The light, tentative quality of Robert Cronin’s work, on the other hand, is a specific, deliberate physical quality. His small sculptures are made of thin, natural reed which turns, twists, circles and is tied into linear wall pieces. Cronin’s material allows him total freedom from weight and materiality, yet the pieces have a real, physical energy and sufficiency, as if they generated themselves. The continuous line and the ways in which the pieces change when viewed from different angles create the impression of movement, as if the generating process were ongoing. The configurations are suited to and result from the tautness and flexibility of the reed and its ability to remain curved and rigid under stress. The energy counters the sense of fragility, just as their unaccountable, asymmetrical lyricism separates them from notions of craft which are inherent in the material. Several of these pieces were crowded together on one wall, probably due to limited space. But the crowding also underestimates their ability to dominate larger areas, to be as full as possible.
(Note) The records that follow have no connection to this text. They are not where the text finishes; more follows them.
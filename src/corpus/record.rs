// Corpus records: raw rows and the typed submissions derived from them.
//
// A row from the data source is first parsed into a `RawRecord` (plain
// strings, positional fields). Normalization then produces a separate
// `Submission` (training) or `Query` (scoring) value; the raw record is
// never rewritten in place.

use chrono::NaiveDateTime;
use serde::{Deserialize, Serialize};

use crate::error::DegenerateInput;
use crate::text::is_ascii_text;
use crate::text::traits::Normalizer;

/// Tag in field 0 marking a row as a submission.
pub const SUBMISSION_TAG: &str = "PR";

pub const TIMESTAMP_FORMAT: &str = "%Y-%m-%d %H:%M:%S";

/// Minimum positional fields a submission row carries.
pub const MIN_FIELDS: usize = 7;

/// One positional row exactly as the data source produced it.
#[derive(Debug, Clone, PartialEq, Serialize, Deserialize)]
pub struct RawRecord {
    pub kind: String,
    pub title: String,
    pub body: String,
    /// Field 3 is reserved and never read by the engine.
    pub reserved: String,
    /// Comma-separated author names, contributor first.
    pub authors: String,
    pub started_at: String,
    pub ended_at: String,
}

impl RawRecord {
    /// Build a record from positional fields. Extra trailing fields are ignored.
    pub fn from_fields<S: AsRef<str>>(fields: &[S]) -> Result<Self, DegenerateInput> {
        if fields.len() < MIN_FIELDS {
            return Err(DegenerateInput::MissingFields {
                found: fields.len(),
            });
        }
        let field = |i: usize| fields[i].as_ref().to_string();
        Ok(Self {
            kind: field(0),
            title: field(1),
            body: field(2),
            reserved: field(3),
            authors: field(4),
            started_at: field(5),
            ended_at: field(6),
        })
    }

    pub fn is_submission(&self) -> bool {
        self.kind == SUBMISSION_TAG
    }
}

/// Split an author-list field on commas. Names are kept byte-exact.
pub fn split_authors(field: &str) -> Vec<String> {
    field.split(',').map(str::to_string).collect()
}

/// Parse a `YYYY-MM-DD HH:MM:SS` timestamp into UTC epoch seconds.
pub fn parse_timestamp(value: &str) -> Result<i64, DegenerateInput> {
    NaiveDateTime::parse_from_str(value.trim(), TIMESTAMP_FORMAT)
        .map(|dt| dt.and_utc().timestamp())
        .map_err(|_| DegenerateInput::BadTimestamp {
            value: value.to_string(),
        })
}

/// Normalized content plus the author list, shared by training and query paths.
fn normalize_parts(
    title: &str,
    body: &str,
    authors: &str,
    normalizer: &dyn Normalizer,
) -> Result<(Vec<String>, Vec<String>), DegenerateInput> {
    let tokens = normalizer.normalize(title, body);
    if tokens.is_empty() {
        return Err(DegenerateInput::EmptyContent);
    }
    if !is_ascii_text(authors) {
        return Err(DegenerateInput::NonAsciiAuthors);
    }
    Ok((tokens, split_authors(authors)))
}

/// A training submission after normalization.
#[derive(Debug, Clone, PartialEq, Serialize, Deserialize)]
pub struct Submission {
    /// Retained stems, in text order, repeats included.
    pub tokens: Vec<String>,
    /// Author names, contributor first. May contain repeats.
    pub authors: Vec<String>,
    pub started_at: i64,
    pub ended_at: i64,
}

impl Submission {
    pub fn from_record(
        record: &RawRecord,
        normalizer: &dyn Normalizer,
    ) -> Result<Self, DegenerateInput> {
        let (tokens, authors) =
            normalize_parts(&record.title, &record.body, &record.authors, normalizer)?;
        Ok(Self {
            tokens,
            authors,
            started_at: parse_timestamp(&record.started_at)?,
            ended_at: parse_timestamp(&record.ended_at)?,
        })
    }

    /// The primary author: first entry of the author list.
    pub fn contributor(&self) -> Option<&str> {
        self.authors.first().map(String::as_str)
    }
}

/// An incoming submission to recommend reviewers for.
///
/// Timestamps are not needed for scoring, so a query is never rejected
/// because of them.
#[derive(Debug, Clone, PartialEq, Serialize, Deserialize)]
pub struct Query {
    pub tokens: Vec<String>,
    pub authors: Vec<String>,
}

impl Query {
    pub fn new(
        title: &str,
        body: &str,
        authors: &str,
        normalizer: &dyn Normalizer,
    ) -> Result<Self, DegenerateInput> {
        let (tokens, authors) = normalize_parts(title, body, authors, normalizer)?;
        Ok(Self { tokens, authors })
    }

    pub fn from_record(
        record: &RawRecord,
        normalizer: &dyn Normalizer,
    ) -> Result<Self, DegenerateInput> {
        Self::new(&record.title, &record.body, &record.authors, normalizer)
    }

    pub fn contributor(&self) -> Option<&str> {
        self.authors.first().map(String::as_str)
    }
}

#[cfg(test)]
mod tests {
    use super::*;

    struct Whitespace;

    impl Normalizer for Whitespace {
        fn normalize(&self, title: &str, body: &str) -> Vec<String> {
            title
                .split_whitespace()
                .chain(body.split_whitespace())
                .map(str::to_string)
                .collect()
        }
    }

    fn record(authors: &str, body: &str) -> RawRecord {
        RawRecord::from_fields(&[
            "PR",
            "title",
            body,
            "",
            authors,
            "2020-01-01 00:00:00",
            "2020-01-02 12:30:00",
        ])
        .unwrap()
    }

    #[test]
    fn test_from_fields_too_short() {
        let err = RawRecord::from_fields(&["PR", "t", "b"]).unwrap_err();
        assert_eq!(err, DegenerateInput::MissingFields { found: 3 });
    }

    #[test]
    fn test_parse_timestamp_utc() {
        assert_eq!(parse_timestamp("1970-01-02 00:00:00").unwrap(), 86_400);
        assert!(parse_timestamp("2020/01/01").is_err());
    }

    #[test]
    fn test_submission_from_record() {
        let sub = Submission::from_record(&record("alice,bob", "body words"), &Whitespace).unwrap();
        assert_eq!(sub.tokens, vec!["title", "body", "words"]);
        assert_eq!(sub.authors, vec!["alice", "bob"]);
        assert_eq!(sub.contributor(), Some("alice"));
        assert_eq!(sub.ended_at - sub.started_at, 86_400 + 12 * 3600 + 30 * 60);
    }

    #[test]
    fn test_non_ascii_authors_rejected() {
        let err = Submission::from_record(&record("zoë,bob", "x"), &Whitespace).unwrap_err();
        assert_eq!(err, DegenerateInput::NonAsciiAuthors);
    }

    #[test]
    fn test_query_ignores_timestamps() {
        let mut rec = record("alice", "x");
        rec.ended_at = "garbage".to_string();
        assert!(Submission::from_record(&rec, &Whitespace).is_err());
        assert!(Query::from_record(&rec, &Whitespace).is_ok());
    }
}
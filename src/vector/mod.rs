// Vector space model: vocabulary, TF-IDF vectors and cosine similarity.

pub mod similarity;
pub mod tfidf;
pub mod vocabulary;
// Common collaboration network: directed, decayed, time-weighted affinity.
//
// For every training submission with at least two authors, the contributor
// (first author) gains affinity towards every listed author, itself
// included:
//
//   matrix[contributor][participant] += decay^k * relation_weight * t
//
// where k is how many times that participant already appeared earlier in
// the same author list, and t places the submission's end time inside the
// corpus time window (0.0 at the baseline, 1.0 at the deadline).

use std::collections::HashMap;

use serde::Serialize;
use tracing::{debug, warn};

use crate::authors::AuthorRegistry;
use crate::corpus::record::Submission;
use crate::error::{DegenerateInput, EngineError};
use crate::scoring::params::ScoringParams;

/// Baseline/deadline pair used to normalize submission end times.
/// Always satisfies `deadline > baseline`.
#[derive(Debug, Clone, Copy, PartialEq, Serialize)]
pub struct TimeWindow {
    baseline: f64,
    deadline: f64,
}

impl TimeWindow {
    pub fn new(baseline: f64, deadline: f64) -> Result<Self, DegenerateInput> {
        // Also rejects NaN bounds.
        if !(deadline > baseline) {
            return Err(DegenerateInput::TimeWindow { baseline, deadline });
        }
        Ok(Self { baseline, deadline })
    }

    /// Window spanning a training corpus: earliest start minus `margin_secs`
    /// up to the latest end.
    pub fn spanning(submissions: &[Submission], margin_secs: i64) -> Result<Self, EngineError> {
        let earliest = submissions.iter().map(|s| s.started_at).min();
        let latest = submissions.iter().map(|s| s.ended_at).max();
        match (earliest, latest) {
            (Some(start), Some(end)) => {
                Ok(Self::new((start - margin_secs) as f64, end as f64)?)
            }
            _ => Err(EngineError::EmptyCorpus),
        }
    }

    pub fn baseline(&self) -> f64 {
        self.baseline
    }

    pub fn deadline(&self) -> f64 {
        self.deadline
    }

    /// Position of `at` inside the window, clamped to `[0, 1]`. An end time
    /// before the baseline (reversed start/end) scores 0.
    pub fn time_score(&self, at: f64) -> f64 {
        ((at - self.baseline) / (self.deadline - self.baseline)).clamp(0.0, 1.0)
    }
}

/// Square author-by-author score table, indexed by registry position.
/// Not symmetric: row = contributor, column = participant.
#[derive(Debug, Clone, Default, PartialEq, Serialize)]
pub struct RelationMatrix {
    size: usize,
    scores: Vec<f64>,
}

/// A built matrix plus the records that could not be resolved.
#[derive(Debug, Clone)]
pub struct RelationBuild {
    pub matrix: RelationMatrix,
    pub integrity_errors: Vec<EngineError>,
}

impl RelationMatrix {
    pub fn zeros(size: usize) -> Self {
        Self {
            size,
            scores: vec![0.0; size * size],
        }
    }

    /// Build the network from the retained training submissions.
    ///
    /// A submission naming an author the registry does not know is skipped
    /// as a whole and reported in `integrity_errors`.
    pub fn build(
        submissions: &[Submission],
        registry: &AuthorRegistry,
        window: &TimeWindow,
        params: &ScoringParams,
    ) -> RelationBuild {
        let mut matrix = Self::zeros(registry.len());
        let mut integrity_errors = Vec::new();

        for (id, submission) in submissions.iter().enumerate() {
            if submission.authors.len() < 2 {
                continue;
            }

            let ids = match resolve_authors(submission, id, registry) {
                Ok(ids) => ids,
                Err(e) => {
                    warn!(error = %e, "Skipping submission in relation network");
                    integrity_errors.push(e);
                    continue;
                }
            };

            let contributor = ids[0];
            let t = window.time_score(submission.ended_at as f64);
            let mut appearances: HashMap<usize, i32> = HashMap::new();

            for &participant in &ids {
                let seen = appearances.entry(participant).or_insert(0);
                let decay = params.decay.powi(*seen);
                *seen += 1;
                *matrix.get_mut(contributor, participant) += decay * params.relation_weight * t;
            }
        }

        debug!(
            authors = matrix.size,
            skipped = integrity_errors.len(),
            "Built relation matrix"
        );
        RelationBuild {
            matrix,
            integrity_errors,
        }
    }

    pub fn size(&self) -> usize {
        self.size
    }

    pub fn get(&self, from: usize, to: usize) -> f64 {
        self.scores[from * self.size + to]
    }

    fn get_mut(&mut self, from: usize, to: usize) -> &mut f64 {
        &mut self.scores[from * self.size + to]
    }

    /// Scores from `from` towards every author.
    pub fn row(&self, from: usize) -> &[f64] {
        &self.scores[from * self.size..(from + 1) * self.size]
    }

    /// The `n` largest off-diagonal entries as `(from, to, score)`, highest first.
    pub fn strongest(&self, n: usize) -> Vec<(usize, usize, f64)> {
        let mut entries: Vec<(usize, usize, f64)> = (0..self.size)
            .flat_map(|i| (0..self.size).map(move |j| (i, j)))
            .filter(|&(i, j)| i != j)
            .map(|(i, j)| (i, j, self.get(i, j)))
            .filter(|&(_, _, s)| s > 0.0)
            .collect();
        entries.sort_by(|a, b| b.2.total_cmp(&a.2));
        entries.truncate(n);
        entries
    }
}

fn resolve_authors(
    submission: &Submission,
    id: usize,
    registry: &AuthorRegistry,
) -> Result<Vec<usize>, EngineError> {
    submission
        .authors
        .iter()
        .map(|name| {
            registry
                .index_of(name)
                .ok_or_else(|| EngineError::DataIntegrity {
                    name: name.clone(),
                    submission: id,
                })
        })
        .collect()
}

#[cfg(test)]
mod tests {
    use super::*;

    #[test]
    fn test_window_rejects_empty_span() {
        assert!(TimeWindow::new(10.0, 10.0).is_err());
        assert!(TimeWindow::new(10.0, 5.0).is_err());
        assert!(TimeWindow::new(f64::NAN, 5.0).is_err());
    }

    #[test]
    fn test_time_score_bounds() {
        let w = TimeWindow::new(100.0, 300.0).unwrap();
        assert_eq!(w.time_score(100.0), 0.0);
        assert_eq!(w.time_score(200.0), 0.5);
        assert_eq!(w.time_score(300.0), 1.0);
        assert_eq!(w.time_score(40.0), 0.0);
        assert_eq!(w.time_score(500.0), 1.0);
    }

    #[test]
    fn test_row_and_get_agree() {
        let mut m = RelationMatrix::zeros(3);
        *m.get_mut(1, 2) = 4.0;
        assert_eq!(m.get(1, 2), 4.0);
        assert_eq!(m.row(1), &[0.0, 0.0, 4.0]);
        assert_eq!(m.get(2, 1), 0.0);
    }

    #[test]
    fn test_strongest_skips_diagonal() {
        let mut m = RelationMatrix::zeros(2);
        *m.get_mut(0, 0) = 9.0;
        *m.get_mut(0, 1) = 1.0;
        assert_eq!(m.strongest(5), vec![(0, 1, 1.0)]);
    }
}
In another group of work, Cronin pursues the craft potential in his material. Combining the reed with string, beads, leather, these objects result more visibly from craft, from work, and suggest some unknown function or ritual. Occasionally, as in a large piece using chamois, Cronin’s eccentric, useless shape prevails. Too often, however, they do not work in any way; they seem functionally and esthetically purposeless, weightless without being energetic. Cronin’s increased involvement with labor and material only makes the pieces more anonymous and vague.

Movement, more dramatic, planar as well as linear, is an important aspect of Robert Lobe’s laminated wood sculpture. Lobe’s structures seem monolithic but they never are; they are not completely visible from any one point. Movement around them reveals that they are combinations of two or more volumes which are themselves sharply and asymmetrically truncated. These unexpected shifts of volume and plane create an illusion of speed, something like di Suvero, only boarded up. The speed and the shifts are increased by the “boarding,” by the way in which Lobe laminates his forms. Each plane has a specific direction and width of lamination, its own separate, acutely diminishing perspective. The way a piece unexpectedly ends or extends, the way a plane just dives out of sight, make the best pieces go in several directions at once, disregarding gravity. There is no up or down, the work might continue through the floor.

All this activity is countered by the solid closed forms and their size. They are momentarily mysterious and ultimately comprehensible, but they do not yield a visual whole as much as they are thought through to wholeness, plane by plane, edge by edge, volume against volume. Lobe’s ability to shatter and open up a solid form is both interesting and somewhat frustrating. The work denies its wholeness but does not really open up. The denial is constricted; it lacks the expansiveness and the scale of di Suvero or Serra who also deliberately avoid a single view. Generally, this multiplicity of views is more interesting and advanced than their condensation into a single object. It is the latter which keeps Lobe’s work, competent and convincing as it is, within a familiar sculptural tradition.